Saturday, October 5

Missouri executes man who murdered three people in 1994


Protesta contra la pena de muerte ante la Corte Suprema el 17 de enero de 2017, en Washington, DC.
Protest against the death penalty before the Supreme Court on 17 of January of 2017, in Washington, DC.

Photo: BRENDAN SMIALOWSKI / AFP / Getty Images

Missouri executed Ernest Johnson Tuesday, despite claims his lawyer and opponents of the death penalty that he had an intellectual disability and that executing him violated the Constitution, according to NBC News.

Johnson, from 61 years, who was sentenced to the death penalty for the murder of three store employees of convenience nearly three decades ago, was executed by lethal injection at a state prison in Bonne Terre. He was pronounced dead at 6: 11 pm local time, said a spokeswoman for the state department of corrections.

Pope Francis, two members of the Congress and former Missouri Democratic Gov. Bob Holden were among those who spoke out against the execution.

On Monday, Governor Mike Parson , a Republican, denied clemency to Johnson and said the state would carry out the execution.

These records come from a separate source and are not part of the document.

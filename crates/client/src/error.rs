use domain::models::{InvitationStatus, StatusLifecycle};
use domain::DomainError;
use thiserror::Error;

/// Errors surfaced by repositories and services.
#[derive(Debug, Error)]
pub enum ClientError {
    #[error(transparent)]
    Domain(#[from] DomainError),

    #[error("Not found: {0}")]
    NotFound(String),

    #[error("Invalid request: {0}")]
    InvalidRequest(String),

    #[error("HTTP error: {0}")]
    Http(#[from] reqwest::Error),

    #[error("Backend returned {status}: {message}")]
    Backend { status: u16, message: String },

    #[error("Configuration error: {0}")]
    Config(String),
}

impl ClientError {
    /// Message suitable for showing to the person who issued the command.
    pub fn user_message(&self) -> String {
        match self {
            ClientError::Domain(DomainError::InvalidTransition { kind, from, .. })
                if *kind == InvitationStatus::KIND =>
            {
                match from.parse::<InvitationStatus>() {
                    Ok(InvitationStatus::Expired) => "This invitation has expired".to_string(),
                    Ok(status) if status.is_terminal() => {
                        "This invitation has already been responded to".to_string()
                    }
                    _ => self.to_string(),
                }
            }
            ClientError::Http(err) if err.is_timeout() => {
                "The server did not respond in time. Please try again.".to_string()
            }
            _ => self.to_string(),
        }
    }
}

#[cfg(test)]
mod tests {
    use super::*;

    #[test]
    fn test_already_responded_message() {
        let err: ClientError = InvitationStatus::Accepted
            .validate_transition(InvitationStatus::Declined)
            .unwrap_err()
            .into();
        assert_eq!(
            err.user_message(),
            "This invitation has already been responded to"
        );
    }

    #[test]
    fn test_expired_message() {
        let err: ClientError = InvitationStatus::Expired
            .validate_transition(InvitationStatus::Accepted)
            .unwrap_err()
            .into();
        assert_eq!(err.user_message(), "This invitation has expired");
    }

    #[test]
    fn test_other_errors_use_display() {
        let err = ClientError::Backend {
            status: 500,
            message: "boom".to_string(),
        };
        assert_eq!(err.user_message(), "Backend returned 500: boom");

        let err = ClientError::NotFound("Invitation inv-1".to_string());
        assert_eq!(err.user_message(), "Not found: Invitation inv-1");
    }

    #[test]
    fn test_domain_errors_are_transparent() {
        let domain_err = "BOGUS".parse::<InvitationStatus>().unwrap_err();
        let expected = domain_err.to_string();
        let err = ClientError::from(domain_err);
        assert_eq!(err.to_string(), expected);
    }
}
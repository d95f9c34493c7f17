//! Round status lifecycle.

use serde::{Deserialize, Serialize};
use std::fmt;
use std::str::FromStr;

use super::status::StatusLifecycle;
use crate::error::DomainError;

/// Status of a competition round.
///
/// Progression is strictly linear:
/// `PENDING_TEAMS -> PENDING_MATCHES -> SCHEDULED -> IN_PROGRESS -> COMPLETED`.
#[derive(Debug, Clone, Copy, PartialEq, Eq, Hash, Default, Serialize, Deserialize)]
#[serde(rename_all = "SCREAMING_SNAKE_CASE")]
pub enum RoundStatus {
    #[default]
    PendingTeams,
    PendingMatches,
    Scheduled,
    InProgress,
    Completed,
}

impl RoundStatus {
    /// Teams and matches may only be changed before the round is scheduled.
    pub fn is_editable(&self) -> bool {
        matches!(self, RoundStatus::PendingTeams | RoundStatus::PendingMatches)
    }

    pub fn is_pending_teams(&self) -> bool {
        matches!(self, RoundStatus::PendingTeams)
    }

    pub fn is_pending_matches(&self) -> bool {
        matches!(self, RoundStatus::PendingMatches)
    }

    pub fn is_scheduled(&self) -> bool {
        matches!(self, RoundStatus::Scheduled)
    }

    pub fn is_in_progress(&self) -> bool {
        matches!(self, RoundStatus::InProgress)
    }

    pub fn is_completed(&self) -> bool {
        matches!(self, RoundStatus::Completed)
    }
}

impl StatusLifecycle for RoundStatus {
    const KIND: &'static str = "round status";

    const ALL: &'static [Self] = &[
        RoundStatus::PendingTeams,
        RoundStatus::PendingMatches,
        RoundStatus::Scheduled,
        RoundStatus::InProgress,
        RoundStatus::Completed,
    ];

    fn as_str(&self) -> &'static str {
        match self {
            RoundStatus::PendingTeams => "PENDING_TEAMS",
            RoundStatus::PendingMatches => "PENDING_MATCHES",
            RoundStatus::Scheduled => "SCHEDULED",
            RoundStatus::InProgress => "IN_PROGRESS",
            RoundStatus::Completed => "COMPLETED",
        }
    }

    fn allowed_transitions(&self) -> &'static [Self] {
        match self {
            RoundStatus::PendingTeams => &[RoundStatus::PendingMatches],
            RoundStatus::PendingMatches => &[RoundStatus::Scheduled],
            RoundStatus::Scheduled => &[RoundStatus::InProgress],
            RoundStatus::InProgress => &[RoundStatus::Completed],
            RoundStatus::Completed => &[],
        }
    }
}

impl fmt::Display for RoundStatus {
    fn fmt(&self, f: &mut fmt::Formatter<'_>) -> fmt::Result {
        write!(f, "{}", self.as_str())
    }
}

impl FromStr for RoundStatus {
    type Err = DomainError;

    fn from_str(s: &str) -> Result<Self, Self::Err> {
        Self::parse(s)
    }
}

The Supreme Court on Tuesday denied a request for stay of execution.

NEW: The Supreme Court declines to stop the execution of Ernest Johnson, who is set to be executed this evening in Missouri. Johnson argued that he is intellectually disabled and thus ineligible for the death penalty. Don’t justify indicate dissent. pic.twitter.com/FETUcDmBfv

– SCOTUSblog (@SCOTUSblog) October 5, 2021

In a presentation to the superior court on Tuesday, Johnson’s legal team reiterated that IQ tests had indicated that he had the intellectual capacity of a child and wrote that there would be “no tangible harm” if his execution were delayed while questioning whether lower courts had “constitutionally considered” his disability were further explored.

“This Court has said that states simply cannot execute the intellectually disabled,” wrote the attorneys for Johnson, referring to a Supreme Court ruling of 2002 .

Johnson’s execution was the first conducted by Missouri prison officials since May 2020, as the coronavirus pandemic halted death chamber operations in several states, to before Texas launched the practice this year.

Johnson was sentenced to death for murdering in February 1994 to Fred Jones, from 58 years old, Mary Bratcher (46) and Mabel Scruggs (57) during a robbery at the Columbia supermarket, in Missouri, where they worked and of which Johnson was a regular customer. Johnson shot them with a revolver and finished them off with a hammer and screwdriver.

When the authorities were alerted at dawn, they found two of the workers killed in one bathroom and the other in a freezer. During a later search at Johnson’s home, they found footwear with traces of blood matching the prints at the crime scene and money from the cash register.

In a confession made years later, Johnson assured that he acted under the effects of crack and that he murdered the workers because they refused to give him the keys to the safe. He also said that the stolen money was to buy drugs.

Before receiving the lethal injection, Johnson was served one last meal of his choice, consisting of two double cheeseburgers with bacon, onion rings, a pizza and two strawberry milkshakes.

Since the Supreme Court restored the death penalty in 1,536 people have been executed in the United States, 91 of them in Missouri.